→ **Try it**:
Set out the listing word for word. End with the line that contains "in destuffed blocks.".

→ **Material to process**:
==================================================

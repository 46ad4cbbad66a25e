use log::{debug, trace};

use crate::protocol::{
    ChecksumStyle, Destuffed, Framing, MarkerKind, Validator, ID_LEN, TRAILER_LEN,
};
use crate::report::DecodeStats;
use crate::stitch::CarryOver;
use crate::DecoderConfig;

/// A validated packet, with the checksum trailer removed.
#[derive(Debug, Clone, Copy, PartialEq, Eq, PartialOrd, Ord, Hash)]
#[cfg_attr(feature = "defmt", derive(defmt::Format))]
pub struct Packet<'a> {
    data: &'a [u8],
}

impl<'a> Packet<'a> {
    /// Wrap identifier and payload bytes. Returns [None] if there is
    /// no room for an identifier.
    pub fn new(data: &'a [u8]) -> Option<Self> {
        (data.len() >= ID_LEN).then_some(Self { data })
    }

    pub fn id(&self) -> u8 {
        self.data[0]
    }

    pub fn sub_id(&self) -> u8 {
        self.data[1]
    }

    /// Payload after the two identifier bytes.
    pub fn body(&self) -> &'a [u8] {
        &self.data[ID_LEN..]
    }

    /// Identifier and payload.
    pub fn as_bytes(&self) -> &'a [u8] {
        self.data
    }

    pub fn len(&self) -> usize {
        self.data.len()
    }

    pub fn is_empty(&self) -> bool {
        self.data.is_empty()
    }
}

impl core::ops::Deref for Packet<'_> {
    type Target = [u8];
    fn deref(&self) -> &Self::Target {
        self.data
    }
}

/// Consumes validated packets, in stream order.
pub trait Interpreter {
    fn interpret(&mut self, packet: Packet<'_>);
}

impl<F> Interpreter for F
where
    F: FnMut(Packet<'_>),
{
    fn interpret(&mut self, packet: Packet<'_>) {
        self(packet)
    }
}

/// Finds, validates and interprets packets in destuffed blocks.
///
/// Blocks must be handed over in the order they were read; the
/// dispatcher owns the carry-over that stitches packets across
/// block boundaries.
#[derive(Debug, Clone)]
pub struct Dispatcher<C, I> {
    framing: Framing,
    validator: Validator<C>,
    carry: CarryOver,
    interpreter: I,
    stats: DecodeStats,
}

impl<C, I> Dispatcher<C, I>
where
    C: ChecksumStyle,
    I: Interpreter,
{
    pub fn new(config: &DecoderConfig, crc: C, interpreter: I) -> Self {
        Self {
            framing: config.framing,
            validator: Validator::new(crc, config.framing, config.max_payload),
            carry: CarryOver::new(config.carry_capacity()),
            interpreter,
            stats: DecodeStats::default(),
        }
    }

    pub fn stats(&self) -> &DecodeStats {
        &self.stats
    }

    pub fn carry(&self) -> &CarryOver {
        &self.carry
    }

    pub fn interpreter(&self) -> &I {
        &self.interpreter
    }

    pub fn interpreter_mut(&mut self) -> &mut I {
        &mut self.interpreter
    }

    /// Release the interpreter and final counts.
    pub fn free(self) -> (I, DecodeStats) {
        (self.interpreter, self.stats)
    }

    /// Handle the next block in stream order.
    ///
    /// Markers in `block` may be adjusted to account for an escape left
    /// hanging by the previous block.
    pub fn dispatch(&mut self, block: &mut Destuffed) {
        self.carry.reconcile(&self.framing, block);
        self.dispatch_reconciled(block);
    }

    /// Handle the next block in stream order, given both its raw bytes
    /// and their destuffed contents.
    ///
    /// If the previous block left an escape hanging, `block` is rebuilt
    /// from `raw` with that escape taken into account.
    pub fn dispatch_raw(&mut self, raw: &[u8], block: &mut Destuffed) {
        if self.carry.resolve_hanging(&self.framing, raw, block) {
            trace!("resolved hanging escape against {:#04x}", raw[0]);
        }
        self.dispatch_reconciled(block);
    }

    fn dispatch_reconciled(&mut self, block: &mut Destuffed) {
        self.stats.blocks += 1;
        self.stats.bytes += block.data.len() as u64;

        trace!(
            "dispatching {} bytes, {} markers, {} carried",
            block.data.len(),
            block.markers.len(),
            self.carry.len()
        );

        if block.markers.is_empty() {
            if let Err(e) = self.carry.append_block(block) {
                debug!("dropping unterminated fragment: {}", e);
                self.stats.record_overflow(&e);
            }
            return;
        }

        let Self {
            validator,
            carry,
            interpreter,
            stats,
            framing,
        } = self;

        // close out a packet left over from the last block
        let first = block.markers[0];
        if !carry.is_empty() && first.kind == MarkerKind::End {
            match carry.extend(&block.data[..first.position]) {
                Ok(()) => submit(validator, interpreter, stats, carry.data()),
                Err(e) => {
                    debug!("dropping unterminated fragment: {}", e);
                    stats.record_overflow(&e);
                }
            }
            carry.reset();
        }

        for pair in block.markers.windows(2) {
            if pair[0].kind == MarkerKind::Start && pair[1].kind == MarkerKind::End {
                let packet = &block.data[pair[0].position..pair[1].position];
                submit(validator, interpreter, stats, packet);
            }
        }

        if let Err(e) = carry.store_trailing(framing, block) {
            debug!("dropping unterminated fragment: {}", e);
            stats.record_overflow(&e);
        }
    }
}

fn submit<C, I>(
    validator: &Validator<C>,
    interpreter: &mut I,
    stats: &mut DecodeStats,
    packet: &[u8],
) where
    C: ChecksumStyle,
    I: Interpreter,
{
    match validator.validate(packet) {
        Ok(()) => {
            // validation guarantees room for identifier and trailer
            if let Some(packet) = Packet::new(&packet[..packet.len() - TRAILER_LEN]) {
                interpreter.interpret(packet);
                stats.packets += 1;
            }
        }
        Err(e) => {
            debug!("dropping packet: {}", e);
            stats.record_packet_error(&e);
        }
    }
}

==================================================

→ **Answer to this problem**:
repository 46ad4cbbad66a25e
use log::{debug, trace};

use crate::protocol::{
    ChecksumStyle, Destuffed, Framing, MarkerKind, Validator, ID_LEN, TRAILER_LEN,
};
use crate::report::DecodeStats;
use crate::stitch::CarryOver;
use crate::DecoderConfig;

/// A validated packet, with the checksum trailer removed.
#[derive(Debug, Clone, Copy, PartialEq, Eq, PartialOrd, Ord, Hash)]
#[cfg_attr(feature = "defmt", derive(defmt::Format))]
pub struct Packet<'a> {
    data: &'a [u8],
}

impl<'a> Packet<'a> {
    /// Wrap identifier and payload bytes. Returns [None] if there is
    /// no room for an identifier.
    pub fn new(data: &'a [u8]) -> Option<Self> {
        (data.len() >= ID_LEN).then_some(Self { data })
    }

    pub fn id(&self) -> u8 {
        self.data[0]
    }

    pub fn sub_id(&self) -> u8 {
        self.data[1]
    }

    /// Payload after the two identifier bytes.
    pub fn body(&self) -> &'a [u8] {
        &self.data[ID_LEN..]
    }

    /// Identifier and payload.
    pub fn as_bytes(&self) -> &'a [u8] {
        self.data
    }

    pub fn len(&self) -> usize {
        self.data.len()
    }

    pub fn is_empty(&self) -> bool {
        self.data.is_empty()
    }
}

impl core::ops::Deref for Packet<'_> {
    type Target = [u8];
    fn deref(&self) -> &Self::Target {
        self.data
    }
}

/// Consumes validated packets, in stream order.
pub trait Interpreter {
    fn interpret(&mut self, packet: Packet<'_>);
}

impl<F> Interpreter for F
where
    F: FnMut(Packet<'_>),
{
    fn interpret(&mut self, packet: Packet<'_>) {
        self(packet)
    }
}

/// Finds, validates and interprets packets in destuffed blocks.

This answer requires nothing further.